The pandemic has multiplied the calls for ‘building back greener’ energy systems as economies recover from COVID-19. From the UK to China, governments around the world are racing to announce net-zero emission targets within three to four decades, and they are unveiling green stimulus packages to help economies to decarbonize and the world to stave off an unsustainable rise in global temperatures.
The fight against climate change and the need to curb were already prominent features of government plans even before the coronavirus. The pandemic accelerated the momentum as governments pledged all kinds of “Green Deals” and green stimulus packages for economic recovery.
All the major oil companies in Europe also announced net-zero emissions targets by 2050 or sooner, committing more investments in renewable energy and other low-carbon energy solutions, including carbon capture and storage (CCS) and hydrogen.
Energy Transition To Cost At Least US$40 Trillion
Yet, all the pledges from government and corporations are just tiny fractions of the true cost of the energy transition.
If the world is to come anywhere close to limiting global warming to 2 degrees Celsius or below, it will need, collectively, a bare minimum of US$30 trillion to US$40 trillion of investment in energy systems and decarbonization of industries where emissions are notoriously hard to abate such as steel and cement making. That’s Wood Mackenzie’s bare-minimum estimate of investments needed to support the energy transition and the net-zero emission aspirations of a growing number of countries.
Raising a huge amount of investment is not the only— and possibly not the single-largest—hurdle to reining in global warming to 2 degrees Celsius.
The “Green Deals” themselves need to attract trillions of U.S. dollars in private capital. This cannot happen without additional collaboration between public and private sectors and various targeted support policies. Timing is also of importance. The world cannot afford to wait another decade, or even another year, to begin pouring investments en masse in developing new low-carbon technologies and cutting the cost of expensive existing technology if it wants to meet the goals of the Paris Agreement.
Who Will Pay For It?
The first to move will be the governments, via green stimulus packages and climate policies of support for clean energy technologies.
Of course, this in itself will not be enough. Governments, therefore, are hoping that their packages and policies will incentivize private investment into sectors crucial for reducing emissions such as increased shares of renewable electricity generation, electric vehicles (EVs), carbon capture and storage, and green hydrogen.
Around one-third of global economic recovery packages over the next year and a half is earmarked for green economic recovery, according to estimates by Prakash Sharma and Jonny Sultoon of WoodMac’s Energy Transition team and Peter Martin, WoodMac’s Head of Economics. Governments have pledged to pour around US$4 trillion into “building back greener”, one-third of the collective US$12-trillion global recovery packages over the next 18 months. The US$4-trillion green incentives are expected to attract private capital two to three times higher, WoodMac says.
So the world could have as much as between US$12 trillion and US$16 trillion in investment in the energy transition within two years. But it will need more—much more investment and much more collaboration to not lose the momentum.

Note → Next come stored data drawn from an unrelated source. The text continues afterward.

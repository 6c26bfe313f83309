//! Types shared by the chase server and client: the packet protocol, game
//! phases, settings, wire framing and the fixed-cadence ticker.

pub mod render;
pub mod schedule;
pub mod settings;
pub mod transport;
pub mod wire;

use serde::{Deserialize, Serialize};

pub use settings::{Settings, SettingsError};
pub use transport::{Duplex, PacketSender, TransportError};

/// Protocol version carried by `RegisterClient`.
pub const CLIENT_VERSION: u32 = 1;

#[derive(Debug, Serialize, Deserialize, Clone, Copy, PartialEq, Eq)]
pub struct Color(pub u8, pub u8, pub u8);

impl Color {
    pub const BLACK: Color = Color(0, 0, 0);
    pub const BLUE: Color = Color(0, 0, 255);
    pub const GREEN: Color = Color(0, 255, 0);
    pub const READY: Color = Color(64, 64, 64);
    pub const PLAY: Color = Color(0, 0, 0);
    pub const WIN: Color = Color(255, 215, 0);
}

/// Discrete game state. Only ever advances `Ready -> Play -> Win`.
#[derive(Debug, Serialize, Deserialize, Clone, Copy, PartialEq, Eq, Default)]
pub enum Phase {
    #[default]
    Ready,
    Play,
    Win,
}

impl Phase {
    /// Background color displayed while in this phase.
    pub fn background(self) -> Color {
        match self {
            Phase::Ready => Color::READY,
            Phase::Play => Color::PLAY,
            Phase::Win => Color::WIN,
        }
    }
}

#[derive(Debug, Serialize, Deserialize, Clone, Copy, PartialEq, Eq, Hash)]
pub enum Axis {
    Horizontal,
    Vertical,
}

#[derive(Debug, Serialize, Deserialize, Clone, Copy, PartialEq, Eq, Hash)]
pub enum Direction {
    Up,
    Down,
    Left,
    Right,
}

impl Direction {
    pub const ALL: [Direction; 4] = [
        Direction::Up,
        Direction::Down,
        Direction::Left,
        Direction::Right,
    ];

    pub fn axis(self) -> Axis {
        match self {
            Direction::Up | Direction::Down => Axis::Vertical,
            Direction::Left | Direction::Right => Axis::Horizontal,
        }
    }

    /// Sign of the velocity this direction contributes on its axis.
    /// Screen coordinates: y grows downwards.
    pub fn sign(self) -> i8 {
        match self {
            Direction::Up | Direction::Left => -1,
            Direction::Down | Direction::Right => 1,
        }
    }
}

#[derive(Debug, Serialize, Deserialize, Clone, PartialEq, Eq)]
pub enum Packet {
    // Client -> server
    SetDirection { direction: Direction, pressed: bool },
    RegisterClient { client_version: u32 },

    // Server -> client
    PushPhase { phase: Phase },

    // Either side
    Disconnect,
}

Governments need to promote all types of low-carbon technologies and hope for private capital to fund or co-fund development of those technologies to see if their costs could be brought down to levels that could make mass deployment economically feasible.
Where Will Private Capital Come From?
“While public finance has an important role to play, via development and green banks, more than 70% of clean energy-related investment in the SDS [Sustainable Development Scenario] is likely to come from private sources of capital, incentivised by appropriate market design, regulatory frameworks and policy incentives. In developing economies, in particular, improving the bankability of projects and the ability of companies to raise funds will have an important part to play in managing the affordability of clean energy transitions,” the International Energy Agency (IEA) said in its latest energy investment estimate in October.
Part of the private investment is set to come from the biggest European oil and gas companies, all of which have pledged more funds to low-carbon energy and technologies.
Europe’s Big Oil is likely to be in early in the energy transition investment, “to learn and gain first-mover advantage,” Wood Mackenzie’s analysts said.
In the early stages of new low-carbon technologies, risks are higher, but rewards could be even higher if companies gain that first-mover advantage over competitors.
Venture capital and private equity are also set to be among the early investors in green technologies, according to WoodMac.
Still, the world will need more than the bare-minimum investment if it wants to reduce emissions not only from electricity generation, but also from sectors such as steel or cement making, which will require brand-new breakthrough technologies.
“Heavy industries have limited near-zero emissions technology options that are commercially available and scalable today,” IEA analysts said in July.
Government stimulus packages and incentives for green technologies, combined with company targets for becoming net-zero businesses, will not come even close to beginning to fund the energy transition. It will need much more capital and many private investors to believe in the rewards of the energy transition, including in the financial returns in the long term.